Why do I have to answer? Isn’t this a violation of my privacy? Perhaps, but it doesn’t matter at the moment, because the proceedings are authorized under an article of the law approved by the National Assembly. And since when has this article existed? Allow me to remind you that five years ago it was amended in view of the panic unleashed by the other virus. Or have you forgotten that this country was second in case numbers and the death rate was 30%?
And if I say no? There is no choice but to answer: your secrets, or the possibility of the virus multiplying in silence among the population; the chance of an eventual death. So, contacts are established, people who were within two meters of the patient at least fifteen minutes after they began to show the first symptoms. A face-to-face encounter, or an exchange of fluids, is considered a definite contact.
Once the contact list is complete, detectives and agents of the KCDC (the Korea Centers for Disease Control and Prevention) go out in search of each and every one, to give them the test. They make phone calls, send text messages, scope out alleyways, knock on doors. Meanwhile, the complete itinerary—including the sex and age of the infected person, but not their name—is published on an official website so members of the public know, if they were close and they show symptoms, to call the emergency line. Someone is always watching us. But we are also eager to see without being seen, to know about other lives while revealing nothing about our own. How about that hotel where that man went before he showed symptoms? Is it really a hotel, or one of the so-called “love hotels” where certain couples meet?
*
I go out to get a sweet bean bun for breakfast. I count the closed-circuit cameras between my apartment and the minimarket on the corner. In two hundred meters, I identify an official police device—if I get close, a voice reminds me not to litter in this sector—and four cameras at the entrances to restaurants and shops. In Korea, robberies are so rare you could count them on a child’s abacus. In the minimarket, with my sweet bean bun in hand, I pass my debit card to the lady at the register. It costs just 3,000 won (less than three euros). I’m just like any Korean in that I almost never pay in cash. I go weeks without seeing a single paper bill. Really, the KCDC investigators have easy jobs. We leave breadcrumbs in our path and don’t know it.
*
The cubital fossa. That’s the name of the fold in your elbow where you have to sneeze. I search for it on an engraving we bought on a trip, one of our little treasures. It was once part of an old anatomy treatise by Juan Valverde, dating from 1608. Now it’s hanging in the corridor between the bathroom and the living room. Every time I walk past, I spend a few seconds looking at it. In the engraving, some of the muscles of a man’s extremities are peeling off like the wilting leaves of an aloe.
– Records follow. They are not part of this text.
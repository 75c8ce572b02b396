use super::*;
use crate::type_queries::evaluate_contextual_structure_with;

#[test]
fn evaluate_contextual_structure_distributes_over_union_members() {
    let db = TypeInterner::new();
    let lazy = db.lazy(DefId(42));
    let root = db.union(vec![TypeId::STRING, lazy]);

    let mut evaluated_leaf_count = 0usize;
    let evaluated = evaluate_contextual_structure_with(&db, root, &mut |leaf| {
        evaluated_leaf_count += 1;
        if leaf == lazy { TypeId::NUMBER } else { leaf }
    });

    assert_eq!(
        evaluated_leaf_count, 1,
        "only lazy leaf should be evaluated"
    );
    let members = crate::type_queries::get_union_members(&db, evaluated).expect("union expected");
    assert!(members.contains(&TypeId::STRING));
    assert!(members.contains(&TypeId::NUMBER));
}

#[test]
fn evaluate_contextual_structure_keeps_non_contextual_types_unchanged() {
    let db = TypeInterner::new();
    let root = db.union(vec![TypeId::STRING, TypeId::NUMBER]);

    let mut evaluated_leaf_count = 0usize;
    let evaluated = evaluate_contextual_structure_with(&db, root, &mut |leaf| {
        evaluated_leaf_count += 1;
        leaf
    });

    assert_eq!(evaluated, root);
    assert_eq!(
        evaluated_leaf_count, 0,
        "no contextual leaf should be evaluated"
    );
}

#[test]
fn evaluate_contextual_structure_recurses_through_nested_unions_and_intersections() {
    let db = TypeInterner::new();
    let lazy = db.lazy(DefId(77));
    let nested = db.intersection(vec![lazy, TypeId::BOOLEAN]);
    let root = db.union(vec![TypeId::STRING, nested]);

    let mut evaluated_leaf_count = 0usize;
    let evaluated = evaluate_contextual_structure_with(&db, root, &mut |leaf| {
        evaluated_leaf_count += 1;
        if leaf == lazy { TypeId::NUMBER } else { leaf }
    });

    assert_eq!(
        evaluated_leaf_count, 1,
        "only nested lazy leaf should be evaluated"
    );
    assert_ne!(
        evaluated, root,
        "nested contextual leaves should trigger reconstructed outer structure"
    );
}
A couple of them fall from his legs and blend in with the plants and rocks on the ground. It’s as beautiful as it is terrifying.
*
I have to start planning my translation classes. Soon, the government institute I work for will be starting its semester. I think about possible lectures. I remember City of Ash and Red by Pyun Hye-Jeong. On the first page I read, not untroubled: “The man figured the news back home was right: no matter how strong the virus was, he had nothing to worry about as long as he kept his hands clean.”